#### Extracted entries:

------

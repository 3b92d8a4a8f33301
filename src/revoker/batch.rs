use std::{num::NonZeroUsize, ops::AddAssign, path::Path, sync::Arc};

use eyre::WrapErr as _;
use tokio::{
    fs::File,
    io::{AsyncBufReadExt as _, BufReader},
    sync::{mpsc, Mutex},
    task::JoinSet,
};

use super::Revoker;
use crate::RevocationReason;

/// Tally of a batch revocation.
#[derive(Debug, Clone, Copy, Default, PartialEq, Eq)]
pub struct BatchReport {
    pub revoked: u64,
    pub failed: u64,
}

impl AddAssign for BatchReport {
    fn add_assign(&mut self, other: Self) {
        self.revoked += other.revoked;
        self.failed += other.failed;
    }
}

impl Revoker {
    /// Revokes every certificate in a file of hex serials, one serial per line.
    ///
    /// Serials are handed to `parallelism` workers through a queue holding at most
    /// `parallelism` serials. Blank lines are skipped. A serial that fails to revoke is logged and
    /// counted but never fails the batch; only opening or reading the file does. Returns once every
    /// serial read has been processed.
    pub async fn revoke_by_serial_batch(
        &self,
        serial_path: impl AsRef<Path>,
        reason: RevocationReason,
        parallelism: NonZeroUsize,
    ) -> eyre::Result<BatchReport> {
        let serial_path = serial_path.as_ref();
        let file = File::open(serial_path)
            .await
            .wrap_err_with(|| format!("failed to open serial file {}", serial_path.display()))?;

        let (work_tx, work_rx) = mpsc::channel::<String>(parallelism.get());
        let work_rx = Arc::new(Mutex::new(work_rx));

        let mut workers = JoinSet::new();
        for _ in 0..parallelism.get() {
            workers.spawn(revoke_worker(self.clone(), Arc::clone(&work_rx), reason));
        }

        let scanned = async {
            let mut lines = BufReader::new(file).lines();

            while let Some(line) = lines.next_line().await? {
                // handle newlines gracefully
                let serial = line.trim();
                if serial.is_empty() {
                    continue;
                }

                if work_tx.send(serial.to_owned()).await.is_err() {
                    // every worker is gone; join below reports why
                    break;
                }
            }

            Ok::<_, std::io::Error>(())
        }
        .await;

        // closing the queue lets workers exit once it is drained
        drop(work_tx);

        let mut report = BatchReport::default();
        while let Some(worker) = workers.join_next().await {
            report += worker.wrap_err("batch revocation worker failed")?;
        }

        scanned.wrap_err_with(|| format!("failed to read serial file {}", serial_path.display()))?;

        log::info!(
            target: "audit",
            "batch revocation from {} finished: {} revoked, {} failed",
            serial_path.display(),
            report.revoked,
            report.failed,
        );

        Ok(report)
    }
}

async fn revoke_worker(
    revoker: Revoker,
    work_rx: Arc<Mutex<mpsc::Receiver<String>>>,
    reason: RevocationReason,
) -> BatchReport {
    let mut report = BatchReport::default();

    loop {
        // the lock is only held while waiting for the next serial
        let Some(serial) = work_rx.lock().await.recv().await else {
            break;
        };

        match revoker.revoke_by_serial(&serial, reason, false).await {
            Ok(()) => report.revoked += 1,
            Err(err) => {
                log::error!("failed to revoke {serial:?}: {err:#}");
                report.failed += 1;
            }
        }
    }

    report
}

------

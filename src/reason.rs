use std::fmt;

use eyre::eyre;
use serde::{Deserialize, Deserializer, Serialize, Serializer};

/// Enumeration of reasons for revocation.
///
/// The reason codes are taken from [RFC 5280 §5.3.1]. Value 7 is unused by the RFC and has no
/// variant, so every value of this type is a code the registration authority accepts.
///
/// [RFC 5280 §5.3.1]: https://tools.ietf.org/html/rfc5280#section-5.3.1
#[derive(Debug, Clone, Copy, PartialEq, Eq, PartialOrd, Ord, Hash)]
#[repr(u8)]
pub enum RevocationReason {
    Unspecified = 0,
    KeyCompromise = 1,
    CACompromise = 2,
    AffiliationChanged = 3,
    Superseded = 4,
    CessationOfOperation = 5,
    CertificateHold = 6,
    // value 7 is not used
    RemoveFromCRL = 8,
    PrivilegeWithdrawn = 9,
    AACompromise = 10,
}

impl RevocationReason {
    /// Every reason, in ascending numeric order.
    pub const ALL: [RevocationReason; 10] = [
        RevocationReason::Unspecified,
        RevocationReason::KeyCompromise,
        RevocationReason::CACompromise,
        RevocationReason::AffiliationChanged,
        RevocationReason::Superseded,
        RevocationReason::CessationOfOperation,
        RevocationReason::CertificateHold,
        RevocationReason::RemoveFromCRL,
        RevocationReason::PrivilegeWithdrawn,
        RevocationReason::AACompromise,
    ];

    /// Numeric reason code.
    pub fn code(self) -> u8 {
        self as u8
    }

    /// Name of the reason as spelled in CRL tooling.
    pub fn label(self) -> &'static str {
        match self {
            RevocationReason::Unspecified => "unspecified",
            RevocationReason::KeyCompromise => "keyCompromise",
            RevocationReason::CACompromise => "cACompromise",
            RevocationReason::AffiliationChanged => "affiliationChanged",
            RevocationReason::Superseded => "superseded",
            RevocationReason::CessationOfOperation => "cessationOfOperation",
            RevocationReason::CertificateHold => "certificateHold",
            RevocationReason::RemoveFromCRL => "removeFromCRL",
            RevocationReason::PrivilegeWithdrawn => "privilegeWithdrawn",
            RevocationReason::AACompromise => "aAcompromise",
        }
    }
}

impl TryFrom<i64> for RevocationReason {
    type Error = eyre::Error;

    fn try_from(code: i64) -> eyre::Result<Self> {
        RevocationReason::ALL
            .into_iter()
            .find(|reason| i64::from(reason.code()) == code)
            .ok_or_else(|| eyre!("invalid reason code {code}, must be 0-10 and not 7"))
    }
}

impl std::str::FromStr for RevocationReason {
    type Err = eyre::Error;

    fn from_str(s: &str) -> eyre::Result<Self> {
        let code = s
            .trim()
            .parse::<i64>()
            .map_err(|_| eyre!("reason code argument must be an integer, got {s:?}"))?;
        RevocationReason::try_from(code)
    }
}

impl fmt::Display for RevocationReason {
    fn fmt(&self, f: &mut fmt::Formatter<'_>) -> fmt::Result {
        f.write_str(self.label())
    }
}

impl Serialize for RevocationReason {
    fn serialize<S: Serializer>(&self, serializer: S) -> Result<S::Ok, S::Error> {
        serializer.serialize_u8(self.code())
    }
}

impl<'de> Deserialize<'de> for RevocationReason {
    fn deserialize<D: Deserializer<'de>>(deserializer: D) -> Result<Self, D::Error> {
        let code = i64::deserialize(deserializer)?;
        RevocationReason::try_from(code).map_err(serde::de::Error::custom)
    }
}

------

#### Problem details:
Would you retype the lines above from the one with "repository 3b92d8a4a8f33301" down to the one with "let mut lines", word for word, both ends included and no other lines?

#### Solution:
repository 3b92d8a4a8f33301
filename src/revoker/batch.rs
use std::{num::NonZeroUsize, ops::AddAssign, path::Path, sync::Arc};

use eyre::WrapErr as _;
use tokio::{
    fs::File,
    io::{AsyncBufReadExt as _, BufReader},
    sync::{mpsc, Mutex},
    task::JoinSet,
};

use super::Revoker;
use crate::RevocationReason;

/// Tally of a batch revocation.
#[derive(Debug, Clone, Copy, Default, PartialEq, Eq)]
pub struct BatchReport {
    pub revoked: u64,
    pub failed: u64,
}

impl AddAssign for BatchReport {
    fn add_assign(&mut self, other: Self) {
        self.revoked += other.revoked;
        self.failed += other.failed;
    }
}

impl Revoker {
    /// Revokes every certificate in a file of hex serials, one serial per line.
    ///
    /// Serials are handed to `parallelism` workers through a queue holding at most
    /// `parallelism` serials. Blank lines are skipped. A serial that fails to revoke is logged and
    /// counted but never fails the batch; only opening or reading the file does. Returns once every
    /// serial read has been processed.
    pub async fn revoke_by_serial_batch(
        &self,
        serial_path: impl AsRef<Path>,
        reason: RevocationReason,
        parallelism: NonZeroUsize,
    ) -> eyre::Result<BatchReport> {
        let serial_path = serial_path.as_ref();
        let file = File::open(serial_path)
            .await
            .wrap_err_with(|| format!("failed to open serial file {}", serial_path.display()))?;

        let (work_tx, work_rx) = mpsc::channel::<String>(parallelism.get());
        let work_rx = Arc::new(Mutex::new(work_rx));

        let mut workers = JoinSet::new();
        for _ in 0..parallelism.get() {
            workers.spawn(revoke_worker(self.clone(), Arc::clone(&work_rx), reason));
        }

        let scanned = async {
            let mut lines = BufReader::new(file).lines();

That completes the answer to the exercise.